(Collected data)
══════════
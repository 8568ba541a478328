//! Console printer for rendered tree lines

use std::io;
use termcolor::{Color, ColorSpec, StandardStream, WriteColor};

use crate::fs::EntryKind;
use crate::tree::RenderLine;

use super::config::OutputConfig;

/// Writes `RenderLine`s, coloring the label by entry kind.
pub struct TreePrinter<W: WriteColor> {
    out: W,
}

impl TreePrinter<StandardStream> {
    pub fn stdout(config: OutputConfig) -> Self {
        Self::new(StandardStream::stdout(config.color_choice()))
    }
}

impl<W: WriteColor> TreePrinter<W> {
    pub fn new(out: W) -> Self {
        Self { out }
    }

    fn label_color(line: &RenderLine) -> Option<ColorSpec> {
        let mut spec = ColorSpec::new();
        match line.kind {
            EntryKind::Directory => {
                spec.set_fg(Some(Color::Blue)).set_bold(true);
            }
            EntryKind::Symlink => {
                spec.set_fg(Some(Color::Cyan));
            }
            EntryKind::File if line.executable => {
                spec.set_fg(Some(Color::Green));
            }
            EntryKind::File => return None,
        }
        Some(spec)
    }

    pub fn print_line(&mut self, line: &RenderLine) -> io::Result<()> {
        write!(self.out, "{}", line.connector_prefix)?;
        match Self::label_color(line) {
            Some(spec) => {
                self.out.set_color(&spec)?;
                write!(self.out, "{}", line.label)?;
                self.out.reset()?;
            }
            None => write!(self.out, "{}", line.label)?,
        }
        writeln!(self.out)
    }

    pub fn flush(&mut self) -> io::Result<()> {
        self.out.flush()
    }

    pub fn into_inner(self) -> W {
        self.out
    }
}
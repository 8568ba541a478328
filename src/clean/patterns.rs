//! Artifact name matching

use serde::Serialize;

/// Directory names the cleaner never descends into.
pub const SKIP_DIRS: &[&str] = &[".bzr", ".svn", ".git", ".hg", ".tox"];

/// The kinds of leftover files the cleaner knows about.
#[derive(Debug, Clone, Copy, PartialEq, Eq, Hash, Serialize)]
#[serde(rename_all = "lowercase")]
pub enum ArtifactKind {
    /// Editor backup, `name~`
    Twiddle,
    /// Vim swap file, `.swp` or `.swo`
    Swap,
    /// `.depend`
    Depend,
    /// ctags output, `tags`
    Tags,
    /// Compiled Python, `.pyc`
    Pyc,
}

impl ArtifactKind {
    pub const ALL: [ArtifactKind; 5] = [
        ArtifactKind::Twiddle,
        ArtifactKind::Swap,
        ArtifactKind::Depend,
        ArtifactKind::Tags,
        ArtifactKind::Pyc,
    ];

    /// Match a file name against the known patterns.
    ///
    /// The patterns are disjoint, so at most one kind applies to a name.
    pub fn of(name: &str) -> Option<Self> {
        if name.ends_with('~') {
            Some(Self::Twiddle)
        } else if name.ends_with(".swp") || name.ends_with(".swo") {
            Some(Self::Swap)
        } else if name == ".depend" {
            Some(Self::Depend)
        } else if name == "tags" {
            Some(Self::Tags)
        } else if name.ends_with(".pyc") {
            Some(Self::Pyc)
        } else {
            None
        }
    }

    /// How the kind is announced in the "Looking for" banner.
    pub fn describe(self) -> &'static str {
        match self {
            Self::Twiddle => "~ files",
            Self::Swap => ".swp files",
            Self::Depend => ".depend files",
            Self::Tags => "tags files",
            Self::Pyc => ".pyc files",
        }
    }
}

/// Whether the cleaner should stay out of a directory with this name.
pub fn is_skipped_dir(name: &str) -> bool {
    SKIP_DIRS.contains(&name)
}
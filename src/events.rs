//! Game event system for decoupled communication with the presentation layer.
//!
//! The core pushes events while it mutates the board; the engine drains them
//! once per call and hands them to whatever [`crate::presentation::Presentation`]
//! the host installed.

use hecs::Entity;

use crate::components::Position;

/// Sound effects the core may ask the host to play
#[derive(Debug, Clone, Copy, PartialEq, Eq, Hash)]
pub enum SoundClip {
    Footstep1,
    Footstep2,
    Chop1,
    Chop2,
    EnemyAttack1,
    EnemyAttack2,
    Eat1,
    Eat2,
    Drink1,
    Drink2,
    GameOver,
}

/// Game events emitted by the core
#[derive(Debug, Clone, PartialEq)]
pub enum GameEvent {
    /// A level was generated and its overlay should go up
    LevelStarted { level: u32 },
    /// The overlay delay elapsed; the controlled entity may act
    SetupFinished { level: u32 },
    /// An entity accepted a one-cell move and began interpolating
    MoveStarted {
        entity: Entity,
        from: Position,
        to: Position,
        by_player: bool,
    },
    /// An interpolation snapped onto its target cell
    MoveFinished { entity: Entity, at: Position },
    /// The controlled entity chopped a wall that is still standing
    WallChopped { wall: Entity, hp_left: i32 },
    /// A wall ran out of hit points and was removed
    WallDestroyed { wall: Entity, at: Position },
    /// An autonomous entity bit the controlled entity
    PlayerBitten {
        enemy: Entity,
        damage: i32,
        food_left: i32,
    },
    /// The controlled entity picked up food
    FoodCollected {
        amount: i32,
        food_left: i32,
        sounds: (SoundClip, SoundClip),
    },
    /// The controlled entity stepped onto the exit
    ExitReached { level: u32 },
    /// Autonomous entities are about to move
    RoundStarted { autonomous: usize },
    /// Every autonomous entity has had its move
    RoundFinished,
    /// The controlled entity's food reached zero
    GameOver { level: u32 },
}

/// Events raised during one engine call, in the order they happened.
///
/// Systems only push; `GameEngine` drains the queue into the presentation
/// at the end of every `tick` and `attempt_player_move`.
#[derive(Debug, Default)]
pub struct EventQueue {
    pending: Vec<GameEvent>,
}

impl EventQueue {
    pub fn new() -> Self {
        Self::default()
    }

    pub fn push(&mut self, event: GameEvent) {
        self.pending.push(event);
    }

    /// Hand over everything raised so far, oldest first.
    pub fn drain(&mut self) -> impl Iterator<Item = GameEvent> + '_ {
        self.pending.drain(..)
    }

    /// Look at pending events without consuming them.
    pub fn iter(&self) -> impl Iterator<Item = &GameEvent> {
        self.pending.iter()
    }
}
══════════
● Problem to solve
Reproduce the entries exactly as they appear.

● Expected output
repository 8568ba541a478328
//! Console printer for rendered tree lines

use std::io;
use termcolor::{Color, ColorSpec, StandardStream, WriteColor};

use crate::fs::EntryKind;
use crate::tree::RenderLine;

use super::config::OutputConfig;

/// Writes `RenderLine`s, coloring the label by entry kind.
pub struct TreePrinter<W: WriteColor> {
    out: W,
}

impl TreePrinter<StandardStream> {
    pub fn stdout(config: OutputConfig) -> Self {
        Self::new(StandardStream::stdout(config.color_choice()))
    }
}

impl<W: WriteColor> TreePrinter<W> {
    pub fn new(out: W) -> Self {
        Self { out }
    }

    fn label_color(line: &RenderLine) -> Option<ColorSpec> {
        let mut spec = ColorSpec::new();
        match line.kind {
            EntryKind::Directory => {
                spec.set_fg(Some(Color::Blue)).set_bold(true);
            }
            EntryKind::Symlink => {
                spec.set_fg(Some(Color::Cyan));
            }
            EntryKind::File if line.executable => {
                spec.set_fg(Some(Color::Green));
            }
            EntryKind::File => return None,
        }
        Some(spec)
    }

    pub fn print_line(&mut self, line: &RenderLine) -> io::Result<()> {
        write!(self.out, "{}", line.connector_prefix)?;
        match Self::label_color(line) {
            Some(spec) => {
                self.out.set_color(&spec)?;
                write!(self.out, "{}", line.label)?;
                self.out.reset()?;
            }
            None => write!(self.out, "{}", line.label)?,
        }
        writeln!(self.out)
    }

    pub fn flush(&mut self) -> io::Result<()> {
        self.out.flush()
    }

    pub fn into_inner(self) -> W {
        self.out
    }
}
repository 8568ba541a478328
filename src/clean/patterns.rs
//! Artifact name matching

use serde::Serialize;

/// Directory names the cleaner never descends into.
pub const SKIP_DIRS: &[&str] = &[".bzr", ".svn", ".git", ".hg", ".tox"];

/// The kinds of leftover files the cleaner knows about.
#[derive(Debug, Clone, Copy, PartialEq, Eq, Hash, Serialize)]
#[serde(rename_all = "lowercase")]
pub enum ArtifactKind {
    /// Editor backup, `name~`
    Twiddle,
    /// Vim swap file, `.swp` or `.swo`
    Swap,
    /// `.depend`
    Depend,
    /// ctags output, `tags`
    Tags,
    /// Compiled Python, `.pyc`
    Pyc,
}

impl ArtifactKind {
    pub const ALL: [ArtifactKind; 5] = [
        ArtifactKind::Twiddle,
        ArtifactKind::Swap,
        ArtifactKind::Depend,
        ArtifactKind::Tags,
        ArtifactKind::Pyc,
    ];

    /// Match a file name against the known patterns.
    ///
    /// The patterns are disjoint, so at most one kind applies to a name.
    pub fn of(name: &str) -> Option<Self> {
        if name.ends_with('~') {
            Some(Self::Twiddle)
        } else if name.ends_with(".swp") || name.ends_with(".swo") {
            Some(Self::Swap)
        } else if name == ".depend" {
            Some(Self::Depend)
        } else if name == "tags" {
            Some(Self::Tags)
        } else if name.ends_with(".pyc") {
            Some(Self::Pyc)
        } else {
            None
        }
    }

    /// How the kind is announced in the "Looking for" banner.
    pub fn describe(self) -> &'static str {
        match self {
            Self::Twiddle => "~ files",
            Self::Swap => ".swp files",
            Self::Depend => ".depend files",
            Self::Tags => "tags files",
            Self::Pyc => ".pyc files",
        }
    }
}

/// Whether the cleaner should stay out of a directory with this name.
pub fn is_skipped_dir(name: &str) -> bool {
    SKIP_DIRS.contains(&name)
}
filename src/events.rs
//! Game event system for decoupled communication with the presentation layer.
//!
//! The core pushes events while it mutates the board; the engine drains them
//! once per call and hands them to whatever [`crate::presentation::Presentation`]
//! the host installed.

use hecs::Entity;

use crate::components::Position;

/// Sound effects the core may ask the host to play
#[derive(Debug, Clone, Copy, PartialEq, Eq, Hash)]
pub enum SoundClip {
    Footstep1,
    Footstep2,
    Chop1,
    Chop2,
    EnemyAttack1,
    EnemyAttack2,
    Eat1,
    Eat2,
    Drink1,
    Drink2,
    GameOver,
}

/// Game events emitted by the core
#[derive(Debug, Clone, PartialEq)]
pub enum GameEvent {
    /// A level was generated and its overlay should go up
    LevelStarted { level: u32 },
    /// The overlay delay elapsed; the controlled entity may act
    SetupFinished { level: u32 },
    /// An entity accepted a one-cell move and began interpolating
    MoveStarted {
        entity: Entity,
        from: Position,
        to: Position,
        by_player: bool,
    },
    /// An interpolation snapped onto its target cell
    MoveFinished { entity: Entity, at: Position },
    /// The controlled entity chopped a wall that is still standing
    WallChopped { wall: Entity, hp_left: i32 },
    /// A wall ran out of hit points and was removed
    WallDestroyed { wall: Entity, at: Position },
    /// An autonomous entity bit the controlled entity
    PlayerBitten {
        enemy: Entity,
        damage: i32,
        food_left: i32,
    },
    /// The controlled entity picked up food
    FoodCollected {
        amount: i32,
        food_left: i32,
        sounds: (SoundClip, SoundClip),
    },
    /// The controlled entity stepped onto the exit
    ExitReached { level: u32 },
    /// Autonomous entities are about to move
    RoundStarted { autonomous: usize },
    /// Every autonomous entity has had its move
    RoundFinished,
    /// The controlled entity's food reached zero
    GameOver { level: u32 },
}

/// Events raised during one engine call, in the order they happened.
///
/// Systems only push; `GameEngine` drains the queue into the presentation
/// at the end of every `tick` and `attempt_player_move`.
#[derive(Debug, Default)]
pub struct EventQueue {
    pending: Vec<GameEvent>,
}

impl EventQueue {
    pub fn new() -> Self {
        Self::default()
    }

    pub fn push(&mut self, event: GameEvent) {
        self.pending.push(event);
    }

    /// Hand over everything raised so far, oldest first.
    pub fn drain(&mut self) -> impl Iterator<Item = GameEvent> + '_ {
        self.pending.drain(..)
    }

    /// Look at pending events without consuming them.
    pub fn iter(&self) -> impl Iterator<Item = &GameEvent> {
        self.pending.iter()
    }
}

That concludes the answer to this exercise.